++++ Records to process

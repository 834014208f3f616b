//! Catalog module - the Course aggregate.

mod course;

pub use course::{Course, CourseError};
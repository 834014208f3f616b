//! Purchase aggregate - the ledger record of one checkout attempt.
//!
//! A Purchase is created when checkout starts and reconciled to a terminal
//! state by the gateway-event reconciler. Records are never deleted; a
//! free-course enrollment writes a settled zero-amount record as an audit
//! trail.
//!
//! # Invariants
//!
//! - The only transitions are `pending → success`, `pending → failed`, and
//!   `pending → expired`. No transition skips pending, and terminal records
//!   are immutable.
//! - `amount` is non-negative (enforced by [`Money`]).

use serde::{Deserialize, Serialize};
use thiserror::Error;

use crate::domain::foundation::{CourseId, Money, PurchaseId, Timestamp, UserId};

/// Status of a purchase in the checkout lifecycle.
#[derive(Debug, Clone, Copy, PartialEq, Eq, Serialize, Deserialize)]
#[serde(rename_all = "snake_case")]
pub enum PurchaseStatus {
    /// Checkout session created, awaiting the gateway's verdict.
    Pending,

    /// Payment confirmed; enrollment has been applied.
    Success,

    /// The gateway reported a failed payment.
    Failed,

    /// The checkout session lapsed without payment.
    Expired,
}

impl PurchaseStatus {
    /// Returns true if this status is terminal (record is immutable).
    pub fn is_terminal(&self) -> bool {
        !matches!(self, PurchaseStatus::Pending)
    }

    /// Returns true if a transition from self to target is allowed.
    ///
    /// Only pending records may move, and only to a terminal state.
    pub fn can_transition_to(&self, target: PurchaseStatus) -> bool {
        matches!(self, PurchaseStatus::Pending) && target.is_terminal()
    }

    /// Stable string form used in persistence and logs.
    pub fn as_str(&self) -> &'static str {
        match self {
            PurchaseStatus::Pending => "pending",
            PurchaseStatus::Success => "success",
            PurchaseStatus::Failed => "failed",
            PurchaseStatus::Expired => "expired",
        }
    }
}

impl std::fmt::Display for PurchaseStatus {
    fn fmt(&self, f: &mut std::fmt::Formatter<'_>) -> std::fmt::Result {
        f.write_str(self.as_str())
    }
}

/// Errors raised by Purchase operations.
#[derive(Debug, Clone, Error)]
pub enum PurchaseError {
    /// Attempted state transition is not valid.
    #[error("Cannot transition purchase from {from} to {to}")]
    InvalidTransition {
        from: PurchaseStatus,
        to: PurchaseStatus,
    },
}

/// Purchase aggregate - one row in the checkout ledger.
#[derive(Debug, Clone, PartialEq, Serialize, Deserialize)]
pub struct Purchase {
    /// Unique identifier, generated at creation and embedded as gateway
    /// session metadata for later correlation.
    pub id: PurchaseId,

    /// The buying user.
    pub user_id: UserId,

    /// The course being bought.
    pub course_id: CourseId,

    /// The amount charged (after discount), in major currency units.
    pub amount: Money,

    /// Current lifecycle status.
    pub status: PurchaseStatus,

    /// When the purchase was created.
    pub created_at: Timestamp,

    /// When the purchase last changed state.
    pub updated_at: Timestamp,
}

impl Purchase {
    /// Creates a pending purchase awaiting gateway confirmation.
    pub fn pending(id: PurchaseId, user_id: UserId, course_id: CourseId, amount: Money) -> Self {
        let now = Timestamp::now();
        Self {
            id,
            user_id,
            course_id,
            amount,
            status: PurchaseStatus::Pending,
            created_at: now,
            updated_at: now,
        }
    }

    /// Creates an already-settled zero-amount record for a free-course
    /// enrollment. No gateway is involved.
    pub fn settled_free(id: PurchaseId, user_id: UserId, course_id: CourseId) -> Self {
        let now = Timestamp::now();
        Self {
            id,
            user_id,
            course_id,
            amount: Money::ZERO,
            status: PurchaseStatus::Success,
            created_at: now,
            updated_at: now,
        }
    }

    /// Returns true if this record is in a terminal state.
    pub fn is_terminal(&self) -> bool {
        self.status.is_terminal()
    }

    /// Moves the purchase to a terminal state.
    ///
    /// # Errors
    ///
    /// Returns [`PurchaseError::InvalidTransition`] if the record is not
    /// pending or the target is not terminal.
    pub fn settle(&mut self, target: PurchaseStatus) -> Result<(), PurchaseError> {
        if !self.status.can_transition_to(target) {
            return Err(PurchaseError::InvalidTransition {
                from: self.status,
                to: target,
            });
        }
        self.status = target;
        self.updated_at = Timestamp::now();
        Ok(())
    }
}

#[cfg(test)]
mod tests {
    use super::*;
    use rust_decimal_macros::dec;

    fn pending_purchase() -> Purchase {
        Purchase::pending(
            PurchaseId::new(),
            UserId::new("user_1").unwrap(),
            CourseId::new(),
            Money::new(dec!(80.00)).unwrap(),
        )
    }

    #[test]
    fn pending_starts_non_terminal() {
        let purchase = pending_purchase();
        assert_eq!(purchase.status, PurchaseStatus::Pending);
        assert!(!purchase.is_terminal());
    }

    #[test]
    fn settled_free_is_terminal_with_zero_amount() {
        let purchase = Purchase::settled_free(
            PurchaseId::new(),
            UserId::new("user_1").unwrap(),
            CourseId::new(),
        );
        assert_eq!(purchase.status, PurchaseStatus::Success);
        assert!(purchase.amount.is_zero());
        assert!(purchase.is_terminal());
    }

    #[test]
    fn settle_moves_pending_to_each_terminal_state() {
        for target in [
            PurchaseStatus::Success,
            PurchaseStatus::Failed,
            PurchaseStatus::Expired,
        ] {
            let mut purchase = pending_purchase();
            purchase.settle(target).unwrap();
            assert_eq!(purchase.status, target);
        }
    }

    #[test]
    fn terminal_records_are_immutable() {
        let mut purchase = pending_purchase();
        purchase.settle(PurchaseStatus::Success).unwrap();

        let result = purchase.settle(PurchaseStatus::Expired);
        assert!(matches!(
            result,
            Err(PurchaseError::InvalidTransition { .. })
        ));
        assert_eq!(purchase.status, PurchaseStatus::Success);
    }

    #[test]
    fn cannot_transition_to_pending() {
        let mut purchase = pending_purchase();
        let result = purchase.settle(PurchaseStatus::Pending);
        assert!(result.is_err());
    }

    #[test]
    fn status_strings_are_stable() {
        assert_eq!(PurchaseStatus::Pending.as_str(), "pending");
        assert_eq!(PurchaseStatus::Success.as_str(), "success");
        assert_eq!(PurchaseStatus::Failed.as_str(), "failed");
        assert_eq!(PurchaseStatus::Expired.as_str(), "expired");
    }
}
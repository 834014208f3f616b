//! User profile entity.
//!
//! Identity (subject id) comes from the external identity provider; the
//! profile fields are synced in by its lifecycle webhook. A profile may also
//! be created as a placeholder on a user's first interaction, before any
//! webhook has arrived.

use serde::{Deserialize, Serialize};

use crate::domain::foundation::{Timestamp, UserId};

/// Locally stored view of a user.
#[derive(Debug, Clone, PartialEq, Eq, Serialize, Deserialize)]
pub struct UserProfile {
    /// Identity-provider subject.
    pub id: UserId,

    /// Display name, if the identity provider supplied one.
    pub name: Option<String>,

    /// Primary email address.
    pub email: Option<String>,

    /// Avatar URL.
    pub image_url: Option<String>,

    /// When the profile was first stored.
    pub created_at: Timestamp,

    /// When the profile was last updated.
    pub updated_at: Timestamp,
}

impl UserProfile {
    /// Creates a full profile from identity-provider data.
    pub fn new(
        id: UserId,
        name: Option<String>,
        email: Option<String>,
        image_url: Option<String>,
    ) -> Self {
        let now = Timestamp::now();
        Self {
            id,
            name,
            email,
            image_url,
            created_at: now,
            updated_at: now,
        }
    }

    /// Creates an empty placeholder profile for a first-time caller.
    pub fn placeholder(id: UserId) -> Self {
        Self::new(id, None, None, None)
    }
}
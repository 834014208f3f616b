//! Purchase module - the checkout ledger.

mod ledger;

pub use ledger::{Purchase, PurchaseError, PurchaseStatus};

++++++++

Task prompt -
Report only a number, the count of lines in the listing that contain the word "InvalidTransition".

Result of the exercise -
4